Deep Multi-Shot Network for modelling Appearance Similarity in Multi-Person Tracking applications Articles uri icon

authors

  • GOMEZ SILVA, MARIA JOSE

publication date

  • January 2021

start page

  • 23701

end page

  • 23721

issue

  • 80

International Standard Serial Number (ISSN)

  • 1380-7501

Electronic International Standard Serial Number (EISSN)

  • 1573-7721

abstract

  • The automatization of Multi-Object Tracking becomes a demanding task in real unconstrained scenarios, where the algorithms have to deal with crowds, crossing people, occlusions, disappearances and the presence of visually similar individuals. In those circumstances, the data association between the incoming detections and their corresponding identities could miss some tracks or produce identity switches. In order to reduce these tracking errors, and even their propagation in further frames, this article presents a Deep Multi-Shot neural model for measuring the Degree of Appearance Similarity (MS-DoAS) between person observations. This model provides temporal consistency to the individuals" appearance representation, and provides an affinity metric to perform frame-by-frame data association, allowing online tracking. The model has been deliberately trained to be able to manage the presence of previous identity switches and missed observations in the handled tracks.
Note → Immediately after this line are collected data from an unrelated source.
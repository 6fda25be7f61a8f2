//! Stack frames and call-site signatures.
//!
//! A signature groups records raised from the same call-site shape. It is
//! the XOR of a 32-bit hash of `"name#line"` for the first few frames that
//! are neither part of the capture machinery nor part of the Rust runtime.

use std::backtrace::Backtrace;

use faultline_core::{CaptureConfig, CategorizedRecord};

/// Category holding the frame listing.
pub const CALL_STACK_CATEGORY: &str = "CallStack";

/// Frame name prefixes belonging to the capture machinery itself.
///
/// These are skipped only while they form the top of the stack.
pub const INTERNAL_FRAME_PREFIXES: &[&str] = &[
    "faultline_capture::stack::",
    "<faultline_capture::stack::",
    "faultline_capture::pipeline::",
    "<faultline_capture::pipeline::",
    "faultline_capture::timer::",
    "<faultline_capture::timer::",
    "faultline_core::guard::",
    "faultline::global::",
];

/// One frame of a call stack.
#[derive(Debug, Clone, PartialEq, Eq)]
pub struct StackFrame {
    /// Qualified function name.
    pub function: String,
    /// Source file, when debug info is available.
    pub file: Option<String>,
    /// Source line, when debug info is available.
    pub line: Option<u32>,
}

impl StackFrame {
    /// Create a frame with no location.
    pub fn new(function: impl Into<String>) -> Self {
        Self {
            function: function.into(),
            file: None,
            line: None,
        }
    }

    /// Set the source location.
    pub fn with_location(mut self, file: impl Into<String>, line: u32) -> Self {
        self.file = Some(file.into());
        self.line = Some(line);
        self
    }

    /// Key hashed into the signature.
    pub fn key(&self) -> String {
        format!("{}#{}", self.function, self.line.unwrap_or(0))
    }

    fn describe(&self, include_file: bool) -> String {
        let mut text = self.function.clone();
        if let Some(line) = self.line {
            text.push_str(&format!(" #{}", line));
        }
        if include_file {
            if let Some(file) = &self.file {
                text.push_str(" @ ");
                text.push_str(file);
            }
        }
        text
    }
}

/// Yields the current call stack, innermost frame first.
pub trait FrameSource: Send + Sync {
    /// Capture the frames of the calling thread.
    fn frames(&self) -> Vec<StackFrame>;
}

/// Frames taken from [`std::backtrace::Backtrace`].
#[derive(Debug, Clone, Copy, Default)]
pub struct BacktraceFrames;

impl FrameSource for BacktraceFrames {
    fn frames(&self) -> Vec<StackFrame> {
        parse_backtrace(&Backtrace::force_capture().to_string())
    }
}

/// Parse the display form of a [`Backtrace`].
///
/// Each frame is a `N: name` line, optionally followed by an
/// `at file:line:column` line. Inlined symbols appear as unnumbered name
/// lines and become frames of their own.
pub fn parse_backtrace(text: &str) -> Vec<StackFrame> {
    let mut frames: Vec<StackFrame> = Vec::new();
    for line in text.lines() {
        let line = line.trim();
        if line.is_empty() {
            continue;
        }
        if let Some(location) = line.strip_prefix("at ") {
            if let Some(frame) = frames.last_mut() {
                let (file, line) = parse_location(location);
                frame.file = Some(file.to_string());
                frame.line = line;
            }
            continue;
        }
        let name = match line.split_once(": ") {
            Some((index, name)) if index.chars().all(|c| c.is_ascii_digit()) => name,
            _ => line,
        };
        frames.push(StackFrame::new(name));
    }
    frames
}

fn parse_location(location: &str) -> (&str, Option<u32>) {
    let mut parts = location.rsplitn(3, ':');
    let last = parts.next().unwrap_or(location);
    let middle = parts.next();
    let rest = parts.next();
    match (middle, rest) {
        // file:line:column
        (Some(line), Some(file)) if line.parse::<u32>().is_ok() && last.parse::<u32>().is_ok() => {
            (file, line.parse().ok())
        }
        // file:line
        (Some(_), _) if last.parse::<u32>().is_ok() => {
            let (file, line) = location.rsplit_once(':').unwrap_or((location, ""));
            (file, line.parse().ok())
        }
        _ => (location, None),
    }
}

/// Hash of one frame key.
pub fn frame_hash(key: &str) -> u32 {
    let digest = blake3::hash(key.as_bytes());
    let bytes = digest.as_bytes();
    u32::from_le_bytes([bytes[0], bytes[1], bytes[2], bytes[3]])
}

/// Computes call-site signatures and the `CallStack` listing.
#[derive(Debug, Clone)]
pub struct SignatureComputer {
    frame_count: usize,
    runtime_namespaces: Vec<String>,
    internal_prefixes: Vec<String>,
    include_file_paths: bool,
}

impl SignatureComputer {
    /// Create a computer from capture configuration.
    pub fn new(config: &CaptureConfig) -> Self {
        Self {
            frame_count: config.signature_frame_count,
            runtime_namespaces: config.runtime_namespaces.clone(),
            internal_prefixes: INTERNAL_FRAME_PREFIXES.iter().map(|s| s.to_string()).collect(),
            include_file_paths: config.include_file_paths_in_stack,
        }
    }

    /// Replace the prefixes treated as capture machinery.
    pub fn with_internal_prefixes<I, S>(mut self, prefixes: I) -> Self
    where
        I: IntoIterator<Item = S>,
        S: Into<String>,
    {
        self.internal_prefixes = prefixes.into_iter().map(Into::into).collect();
        self
    }

    fn is_runtime(&self, frame: &StackFrame) -> bool {
        self.runtime_namespaces
            .iter()
            .any(|ns| frame.function.starts_with(ns.as_str()))
    }

    fn is_internal(&self, frame: &StackFrame) -> bool {
        self.is_runtime(frame)
            || self
                .internal_prefixes
                .iter()
                .any(|p| frame.function.starts_with(p.as_str()))
    }

    /// Drop the leading run of internal frames.
    ///
    /// When every frame is internal the full stack is kept.
    pub fn external_frames<'a>(&self, frames: &'a [StackFrame]) -> &'a [StackFrame] {
        match frames.iter().position(|f| !self.is_internal(f)) {
            Some(start) => &frames[start..],
            None => frames,
        }
    }

    /// Compute the signature of `frames`, which must already be external.
    pub fn signature(&self, frames: &[StackFrame]) -> String {
        let hash = frames
            .iter()
            .filter(|f| !self.is_runtime(f))
            .take(self.frame_count)
            .fold(0u32, |acc, f| acc ^ frame_hash(&f.key()));
        format!("{:x}", hash)
    }

    /// Set the record's signature and write its `CallStack` category.
    pub fn apply(&self, record: &mut CategorizedRecord, frames: &[StackFrame]) -> String {
        let frames = self.external_frames(frames);
        let signature = self.signature(frames);
        for (index, frame) in frames.iter().enumerate() {
            record.set(
                CALL_STACK_CATEGORY,
                &index.to_string(),
                frame.describe(self.include_file_paths),
            );
        }
        record.set_signature(signature.clone());
        signature
    }
}

impl Default for SignatureComputer {
    fn default() -> Self {
        Self::new(&CaptureConfig::default())
    }
}

#[cfg(test)]
mod tests {
    use super::*;
    use faultline_core::EventKind;

    fn frames(names: &[(&str, u32)]) -> Vec<StackFrame> {
        names
            .iter()
            .map(|(name, line)| StackFrame::new(*name).with_location("src/app.rs", *line))
            .collect()
    }

    #[test]
    fn test_parse_backtrace() {
        let text = "   0: std::backtrace::Backtrace::create
             at /rustc/abc/library/std/src/backtrace.rs:331:13
   1: app::handlers::checkout
             at ./src/handlers.rs:42:9
      app::handlers::inlined_helper
             at ./src/handlers.rs:17:5
   2: main
   3: <unknown>";
        let parsed = parse_backtrace(text);
        assert_eq!(parsed.len(), 5);
        assert_eq!(parsed[0].function, "std::backtrace::Backtrace::create");
        assert_eq!(parsed[0].line, Some(331));
        assert_eq!(parsed[1].function, "app::handlers::checkout");
        assert_eq!(parsed[1].file.as_deref(), Some("./src/handlers.rs"));
        assert_eq!(parsed[1].line, Some(42));
        assert_eq!(parsed[2].function, "app::handlers::inlined_helper");
        assert_eq!(parsed[2].line, Some(17));
        assert_eq!(parsed[3], StackFrame::new("main"));
        assert_eq!(parsed[4].function, "<unknown>");
    }

    #[test]
    fn test_parse_location_without_column() {
        assert_eq!(parse_location("C:\\src\\a.rs:10"), ("C:\\src\\a.rs", Some(10)));
        assert_eq!(parse_location("src/a.rs:10:4"), ("src/a.rs", Some(10)));
        assert_eq!(parse_location("unknown"), ("unknown", None));
    }

    #[test]
    fn test_skips_leading_internal_frames_only() {
        let computer = SignatureComputer::default();
        let stack = frames(&[
            ("std::backtrace::Backtrace::force_capture", 1),
            ("faultline_capture::pipeline::Logger::capture", 2),
            ("app::run", 10),
            ("faultline_capture::pipeline::Logger::capture", 3),
            ("main", 20),
        ]);
        let external = computer.external_frames(&stack);
        assert_eq!(external.len(), 3);
        assert_eq!(external[0].function, "app::run");
        assert_eq!(external[1].function, "faultline_capture::pipeline::Logger::capture");
    }

    #[test]
    fn test_signature_xor_of_first_non_runtime_frames() {
        let computer = SignatureComputer::default();
        let stack = frames(&[
            ("app::a", 1),
            ("core::ops::function::FnOnce::call_once", 250),
            ("app::b", 2),
            ("app::c", 3),
            ("app::d", 4),
            ("app::e", 5),
        ]);
        let expected = frame_hash("app::a#1")
            ^ frame_hash("app::b#2")
            ^ frame_hash("app::c#3")
            ^ frame_hash("app::d#4");
        assert_eq!(computer.signature(&stack), format!("{:x}", expected));
    }

    #[test]
    fn test_signature_is_deterministic_and_line_sensitive() {
        let computer = SignatureComputer::default();
        let a = frames(&[("app::handler", 10), ("app::main", 50)]);
        let b = frames(&[("app::handler", 11), ("app::main", 50)]);
        assert_eq!(computer.signature(&a), computer.signature(&a.clone()));
        assert_ne!(computer.signature(&a), computer.signature(&b));
    }

    #[test]
    fn test_frames_beyond_count_are_ignored() {
        let computer = SignatureComputer::new(&CaptureConfig::default().with_signature_frame_count(2));
        let a = frames(&[("app::a", 1), ("app::b", 2), ("app::c", 3)]);
        let b = frames(&[("app::a", 1), ("app::b", 2), ("app::other", 99)]);
        assert_eq!(computer.signature(&a), computer.signature(&b));
    }

    #[test]
    fn test_apply_writes_call_stack() {
        let computer = SignatureComputer::new(&CaptureConfig::default().with_file_paths_in_stack(true));
        let stack = frames(&[
            ("faultline_capture::stack::BacktraceFrames::frames", 1),
            ("app::run", 10),
            ("main", 20),
        ]);
        let mut record = CategorizedRecord::new(EventKind::Error);
        let signature = computer.apply(&mut record, &stack);

        assert_eq!(record.signature(), Some(signature.as_str()));
        let call_stack = record.category(CALL_STACK_CATEGORY).unwrap();
        assert_eq!(call_stack.len(), 2);
        assert_eq!(
            record.get(CALL_STACK_CATEGORY, "0").and_then(|v| v.as_str()),
            Some("app::run #10 @ src/app.rs")
        );
    }

    #[test]
    fn test_backtrace_frames_not_empty() {
        assert!(!BacktraceFrames.frames().is_empty());
    }
}
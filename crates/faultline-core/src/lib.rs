//! Faultline Core - Categorized Diagnostic Records
//!
//! This crate provides the data side of the Faultline diagnostic capture
//! library:
//!
//! - [`CategorizedRecord`]: A snapshot of facts grouped into named categories
//! - [`FieldValue`]: The tagged value union stored in each field
//! - [`RedactionPolicy`]: Sensitive field detection and length placeholders
//! - [`CaptureConfig`]: Data-valued options of the capture pipeline
//!
//! # Quick Start
//!
//! ```
//! use faultline_core::prelude::*;
//!
//! let mut record = CategorizedRecord::with_message(EventKind::Warning, "cache miss storm");
//! record.set("Cache", "Misses", 1250);
//! record.set_user_data("Region", "eu-west");
//!
//! let json = record.to_json(false).unwrap();
//! let parsed = CategorizedRecord::from_json(&json).unwrap();
//! assert_eq!(parsed.get("Cache", "Misses"), record.get("Cache", "Misses"));
//!
//! let html = record.render_report();
//! assert!(html.contains("cache miss storm"));
//! ```

pub mod config;
pub mod error;
pub mod guard;
pub mod record;
pub mod redaction;
pub mod report;
pub mod template;
pub mod value;

// Re-export main types at crate root
pub use config::{CaptureConfig, DEFAULT_RUNTIME_NAMESPACES};
pub use error::{ConfigError, ConfigResult, RecordError, RecordResult};
pub use guard::{catch_panic, panic_message};
pub use record::{CategorizedRecord, EventKind, RecordId, USER_CATEGORY};
pub use redaction::{ELLIPSIS, RedactionPolicy, SENSITIVE_MARKERS, truncate};
pub use template::{format_template, has_placeholders};
pub use value::{FieldMap, FieldValue};

/// Prelude module for convenient imports.
pub mod prelude {
    pub use crate::config::CaptureConfig;
    pub use crate::record::{CategorizedRecord, EventKind, RecordId};
    pub use crate::redaction::RedactionPolicy;
    pub use crate::value::{FieldMap, FieldValue};
}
With that purpose, a novel data generation tool has been designed to create training tracklets that simulate such situations. The model has demonstrated a high capacity to discern whether a new observation corresponds to a certain track or not, achieving a classification accuracy of 97% in a hard test that simulates tracks with previous mistakes. Moreover, the tracking efficiency of the model in a Surveillance application has been demonstrated by integrating that into the frame-by-frame association of a Tracking-by-Detection algorithm.